It may also be worth mentioning that perl
is able to process the ICS file significantly faster:
use iCal::Parser;
my $parser=iCal::Parser->new();
my $hash=$parser->parse(shift);
# original file: 5.4 s
# reduced file: 0.4 s
Hi, sorry for the delay. I think your idea looks pretty good, I'll implement it with some user parameters to control the range. Feel free to make a PR with this snippet.
About perl, it's cool, but I'd prefer not to introduce an additional dependency to improve in a niche feature, let's keep it in python.
p.s. although I wish the range feature was implemented directly in pyics library.
About perl, it's cool, but I'd prefer not to introduce an additional dependency to improve in a niche feature, let's keep it in python.
The reason I mentioned perl
was that perhaps it would be better to look for other tools providing a way to filter events (if there are any) - ideally by multiple criteria and then optionally ask calcure
to run them after load.
Today I made a (hopefully) interesting discovery: first I configured vdirsyncer
to sync the data from Google Calendar .ics
file to a local vdir format.
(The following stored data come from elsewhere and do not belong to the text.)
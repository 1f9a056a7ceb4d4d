use chrono::{DateTime, Utc};
use serde::{Deserialize, Serialize};
use std::collections::BTreeSet;

pub const DEFAULT_IMAGE: &str = "/images/auto-default.jpg";

/// A single vehicle offered for sale.
///
/// Field names on the wire follow the catalog client (`marca`, `modelo`, ...).
/// The capitalized names used by early backend drafts (`Marca`, `Precio`, ...)
/// are accepted on input so old documents still load.
#[derive(Debug, Clone, PartialEq, Serialize, Deserialize)]
pub struct Listing {
    #[serde(default, alias = "_id")]
    pub id: String,

    #[serde(rename = "marca", alias = "Marca")]
    pub brand: String,
    #[serde(rename = "modelo", alias = "Modelo")]
    pub model: String,
    #[serde(rename = "año", alias = "Año", alias = "anio")]
    pub year: i32,
    #[serde(rename = "version", default, skip_serializing_if = "Option::is_none")]
    pub trim: Option<String>,
    #[serde(rename = "tipo", alias = "Tipo", default, skip_serializing_if = "Option::is_none")]
    pub body_type: Option<String>,

    #[serde(rename = "precio", alias = "Precio")]
    pub price: f64,
    #[serde(rename = "precioAnterior", default, skip_serializing_if = "Option::is_none")]
    pub previous_price: Option<f64>,
    #[serde(rename = "kilometraje", alias = "Kilometraje", default)]
    pub mileage: u64,

    #[serde(rename = "motor", default, skip_serializing_if = "Option::is_none")]
    pub engine: Option<String>,
    #[serde(
        rename = "transmision",
        alias = "Transmisión",
        alias = "transmisión",
        default,
        skip_serializing_if = "Option::is_none"
    )]
    pub transmission: Option<String>,
    #[serde(rename = "combustible", alias = "Combustible", default, skip_serializing_if = "Option::is_none")]
    pub fuel: Option<String>,
    #[serde(rename = "potencia", default, skip_serializing_if = "Option::is_none")]
    pub power: Option<String>,
    #[serde(default, skip_serializing_if = "Option::is_none")]
    pub color: Option<String>,
    #[serde(rename = "puertas", default, skip_serializing_if = "Option::is_none")]
    pub doors: Option<u8>,

    #[serde(rename = "imagenes", default)]
    pub images: Vec<String>,
    #[serde(rename = "caracteristicas", default)]
    pub features: BTreeSet<String>,
    #[serde(rename = "descripcion", default)]
    pub description: String,

    #[serde(rename = "destacado", default)]
    pub featured: bool,
    #[serde(rename = "nuevo", default)]
    pub is_new: bool,

    #[serde(rename = "fechaCreacion", default, skip_serializing_if = "Option::is_none")]
    pub created_at: Option<DateTime<Utc>>,
}

impl Listing {
    /// "Brand Model", used for card titles and name ordering.
    pub fn display_name(&self) -> String {
        format!("{} {}", self.brand, self.model)
    }

    /// The lowercase "brand model trim" string the search box matches against.
    pub fn search_haystack(&self) -> String {
        format!(
            "{} {} {}",
            self.brand,
            self.model,
            self.trim.as_deref().unwrap_or("")
        )
        .to_lowercase()
    }

    pub fn primary_image(&self) -> &str {
        self.images
            .first()
            .map(String::as_str)
            .unwrap_or(DEFAULT_IMAGE)
    }

    /// Whole-percent discount against the previous price, if there was one.
    pub fn discount_percent(&self) -> Option<i64> {
        match self.previous_price {
            Some(prev) if prev > 0.0 && prev > self.price => {
                Some(((1.0 - self.price / prev) * 100.0).round() as i64)
            }
            _ => None,
        }
    }

    /// Basic sanity checks applied before a listing is stored.
    pub fn check(&self) -> Result<(), String> {
        if self.brand.trim().is_empty() {
            return Err("brand is required".into());
        }
        if self.model.trim().is_empty() {
            return Err("model is required".into());
        }
        if !self.price.is_finite() || self.price < 0.0 {
            return Err("price must be a non-negative number".into());
        }
        if let Some(prev) = self.previous_price {
            if !prev.is_finite() || prev < 0.0 {
                return Err("previous price must be a non-negative number".into());
            }
        }
        Ok(())
    }
}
The original 680kB .ics
file was converted into 1681 individual .ics
files stored in a single directory, combined size of all files grew to 2.7 MBs (some extra lines/sections were added).
Then I installed khal
and ran ikhal
to start an interactive session. Time of the first start was 4.67 seconds (which is quite decent already), but subsequently as khal
uses sqlite
for caching (?) it got under a second each run.
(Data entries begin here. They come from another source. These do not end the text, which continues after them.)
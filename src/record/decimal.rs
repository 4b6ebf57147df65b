//! Scaled decimal values for fixed-layout records.
//!
//! A `ScaledDecimal` pairs a 96-bit unsigned mantissa with a sign bit and a
//! power-of-ten scale, representing `mantissa * 10^(-scale)`, negated when
//! the sign bit is set. The sign and scale travel on the wire as a single
//! packed flags word; `DecimalFlags` keeps that packing behind validated
//! constructors so the scale invariant is enforced at construction.

use crate::errors::{RecfileError, RecfileResult};
use std::fmt;

/// Largest scale a decimal may carry (10^-28).
pub const MAX_SCALE: u8 = 28;

const SIGN_MASK: u32 = 0x8000_0000;
const SCALE_MASK: u32 = 0x00FF_0000;
const SCALE_SHIFT: u32 = 16;
const RESERVED_MASK: u32 = !(SIGN_MASK | SCALE_MASK);

/// Sign and scale metadata of a decimal, packed into one 32-bit word on the
/// wire: sign in bit 31, scale in bits 16..24, all other bits reserved.
#[derive(Clone, Copy, Debug, PartialEq, Eq)]
pub struct DecimalFlags {
    negative: bool,
    scale: u8,
}

impl DecimalFlags {
    /// Create flags, rejecting scales outside `0..=MAX_SCALE`.
    pub fn new(negative: bool, scale: u8) -> RecfileResult<Self> {
        if scale > MAX_SCALE {
            return Err(RecfileError::InvalidScale(scale));
        }
        Ok(Self { negative, scale })
    }

    /// Unpack a wire flags word. Reserved bits must be zero; the scale must
    /// be in range. Both conditions match what the original record producer
    /// enforces, so every accepted word re-packs to itself.
    pub fn from_bits(bits: u32) -> RecfileResult<Self> {
        if bits & RESERVED_MASK != 0 {
            return Err(RecfileError::Record(format!(
                "reserved decimal flag bits set: {bits:#010x}"
            )));
        }
        let scale = ((bits & SCALE_MASK) >> SCALE_SHIFT) as u8;
        Self::new(bits & SIGN_MASK != 0, scale)
    }

    /// Pack into the wire flags word.
    pub fn to_bits(self) -> u32 {
        let mut bits = (self.scale as u32) << SCALE_SHIFT;
        if self.negative {
            bits |= SIGN_MASK;
        }
        bits
    }

    pub fn is_negative(&self) -> bool {
        self.negative
    }

    pub fn scale(&self) -> u8 {
        self.scale
    }
}

/// A decimal value with a 96-bit mantissa split into three little-endian
/// 32-bit words, plus packed sign/scale flags. Total wire size is 16 bytes.
#[derive(Clone, Copy, Debug, PartialEq, Eq)]
pub struct ScaledDecimal {
    lo: u32,
    mid: u32,
    hi: u32,
    flags: DecimalFlags,
}

impl ScaledDecimal {
    /// Create a decimal from an unsigned mantissa, sign, and scale.
    ///
    /// # Errors
    /// Fails if the mantissa does not fit in 96 bits or the scale exceeds
    /// [`MAX_SCALE`].
    pub fn new(mantissa: u128, negative: bool, scale: u8) -> RecfileResult<Self> {
        if mantissa >> 96 != 0 {
            return Err(RecfileError::Record(format!(
                "decimal mantissa {mantissa} exceeds 96 bits"
            )));
        }
        Ok(Self {
            lo: mantissa as u32,
            mid: (mantissa >> 32) as u32,
            hi: (mantissa >> 64) as u32,
            flags: DecimalFlags::new(negative, scale)?,
        })
    }

    /// Assemble a decimal from its raw mantissa words and validated flags.
    pub fn from_parts(lo: u32, mid: u32, hi: u32, flags: DecimalFlags) -> Self {
        Self { lo, mid, hi, flags }
    }

    pub fn lo(&self) -> u32 {
        self.lo
    }

    pub fn mid(&self) -> u32 {
        self.mid
    }

    pub fn hi(&self) -> u32 {
        self.hi
    }

    pub fn flags(&self) -> DecimalFlags {
        self.flags
    }

    /// The full 96-bit mantissa.
    pub fn mantissa(&self) -> u128 {
        ((self.hi as u128) << 64) | ((self.mid as u128) << 32) | self.lo as u128
    }

    pub fn scale(&self) -> u8 {
        self.flags.scale()
    }

    pub fn is_negative(&self) -> bool {
        self.flags.is_negative()
    }

    pub fn is_zero(&self) -> bool {
        self.lo == 0 && self.mid == 0 && self.hi == 0
    }
}

impl fmt::Display for ScaledDecimal {
    fn fmt(&self, f: &mut fmt::Formatter<'_>) -> fmt::Result {
        let sign = if self.is_negative() && !self.is_zero() {
            "-"
        } else {
            ""
        };
        let digits = self.mantissa().to_string();
        let scale = self.scale() as usize;
        if scale == 0 {
            return write!(f, "{sign}{digits}");
        }
        // Pad so at least one digit remains before the decimal point.
        let padded = if digits.len() <= scale {
            format!("{}{digits}", "0".repeat(scale + 1 - digits.len()))
        } else {
            digits
        };
        let split = padded.len() - scale;
        write!(f, "{sign}{}.{}", &padded[..split], &padded[split..])
    }
}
To me it seems there's definitely a lot of room for improvements.
As I was digging through khal
code I noticed that unlike calcure
they're using icalendar
(not ics
). I decided to make a simple comparison and the differences are stunning.
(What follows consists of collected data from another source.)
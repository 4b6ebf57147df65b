//! Chunked file copying.
//!
//! Copies transfer a bounded reusable buffer at a time rather than loading
//! the whole file into memory. Verification is a separate pass the caller
//! opts into; the copy loop itself is byte-exact by construction.

use crate::errors::{RecfileError, RecfileResult};
use std::fs::File;
use std::io::{Read, Write};
use std::path::Path;

/// Buffer size used by [`copy_file`].
pub const DEFAULT_CHUNK_SIZE: usize = 1024;

/// Copy `src` to `dst` through a [`DEFAULT_CHUNK_SIZE`] buffer.
/// Returns the number of bytes copied.
pub fn copy_file(src: &Path, dst: &Path) -> RecfileResult<u64> {
    copy_file_with_chunk_size(src, dst, DEFAULT_CHUNK_SIZE)
}

/// Copy `src` to `dst` through a reusable buffer of `chunk_size` bytes
/// (clamped to at least 1). The destination is created or truncated.
///
/// A read may return fewer bytes than the buffer holds even before end of
/// stream; only the bytes actually read are written, and the loop continues
/// until a read returns zero. The destination ends up identical to the
/// source as it existed when the copy began; concurrent mutation of the
/// source mid-copy is unguarded.
///
/// # Errors
/// Fails with [`RecfileError::NotFound`] when `src` is not an existing
/// regular file.
pub fn copy_file_with_chunk_size(src: &Path, dst: &Path, chunk_size: usize) -> RecfileResult<u64> {
    if !src.is_file() {
        return Err(RecfileError::NotFound(src.display().to_string()));
    }

    let mut reader = File::open(src)?;
    let mut writer = File::create(dst)?;
    let mut buf = vec![0u8; chunk_size.max(1)];
    let mut total: u64 = 0;

    loop {
        let n = reader.read(&mut buf)?;
        if n == 0 {
            break;
        }
        writer.write_all(&buf[..n])?;
        total += n as u64;
    }

    log::debug!("copied {total} bytes from {src:?} to {dst:?}");
    Ok(total)
}

/// Compare `src` and `dst` byte for byte, in chunks.
///
/// # Errors
/// Fails with [`RecfileError::CopyMismatch`] when the lengths or contents
/// differ.
pub fn verify_copy(src: &Path, dst: &Path) -> RecfileResult<()> {
    let src_len = std::fs::metadata(src)?.len();
    let dst_len = std::fs::metadata(dst)?.len();
    if src_len != dst_len {
        return Err(RecfileError::CopyMismatch(format!(
            "{src:?} is {src_len} bytes but {dst:?} is {dst_len} bytes"
        )));
    }

    let mut a = File::open(src)?;
    let mut b = File::open(dst)?;
    let mut buf_a = vec![0u8; DEFAULT_CHUNK_SIZE];
    let mut buf_b = vec![0u8; DEFAULT_CHUNK_SIZE];
    let mut offset: u64 = 0;

    loop {
        let n = a.read(&mut buf_a)?;
        if n == 0 {
            return Ok(());
        }
        // Lengths are equal, so the destination must yield the same count.
        b.read_exact(&mut buf_b[..n])?;
        if buf_a[..n] != buf_b[..n] {
            return Err(RecfileError::CopyMismatch(format!(
                "content differs within {n} bytes starting at offset {offset}"
            )));
        }
        offset += n as u64;
    }
}

/// Copy and then verify in one call. Returns the number of bytes copied.
pub fn copy_file_verified(src: &Path, dst: &Path, chunk_size: usize) -> RecfileResult<u64> {
    let copied = copy_file_with_chunk_size(src, dst, chunk_size)?;
    verify_copy(src, dst)?;
    Ok(copied)
}
//! Whole-file UTF-8 text helpers.
//!
//! Files are raw UTF-8 bytes with no byte-order mark. `write_text`
//! truncates, `append_line` never does.

use crate::errors::{RecfileError, RecfileResult};
use std::fs::{self, OpenOptions};
use std::io::Write;
use std::path::Path;

/// Write `text` as the entire contents of a newly created (truncating) file.
pub fn write_text(path: &Path, text: &str) -> RecfileResult<()> {
    fs::write(path, text.as_bytes())?;
    log::debug!("wrote {} bytes of text to {path:?}", text.len());
    Ok(())
}

/// Read the entire file and decode it as UTF-8.
///
/// # Errors
/// Fails with [`RecfileError::NotFound`] when the path does not exist and
/// [`RecfileError::InvalidEncoding`] when the bytes are not valid UTF-8.
pub fn read_text(path: &Path) -> RecfileResult<String> {
    if !path.exists() {
        return Err(RecfileError::NotFound(path.display().to_string()));
    }
    let bytes = fs::read(path)?;
    Ok(String::from_utf8(bytes)?)
}

/// Append `line` plus a trailing newline, creating the file if absent and
/// preserving existing content otherwise.
pub fn append_line(path: &Path, line: &str) -> RecfileResult<()> {
    let mut file = OpenOptions::new().create(true).append(true).open(path)?;
    file.write_all(line.as_bytes())?;
    file.write_all(b"\n")?;
    Ok(())
}

/// Append `message` prefixed with a UTC timestamp, log-file style.
pub fn append_log_entry(path: &Path, message: &str) -> RecfileResult<()> {
    let timestamp = chrono::Utc::now().format("%Y-%m-%d %H:%M:%S UTC");
    append_line(path, &format!("[{timestamp}] {message}"))
}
First the code that loads the same original
(~600kB) file from previous examples:
import icalendar
import ics
import timeit
def ics_load():
cal = ics.Calendar(data)
print(f'Number of events loaded: {len(cal.events)}')
def ical_load():
cal = icalendar.Calendar.from_ical(data)
events = []
for component in cal.walk():
if component.name == 'VEVENT':
event_name = component.get('summary')
event_start = component.get('dtstart').dt
events.extend([f'Event: {event_name} {event_start}'])
print(f'Number of events loaded: {len(events)}')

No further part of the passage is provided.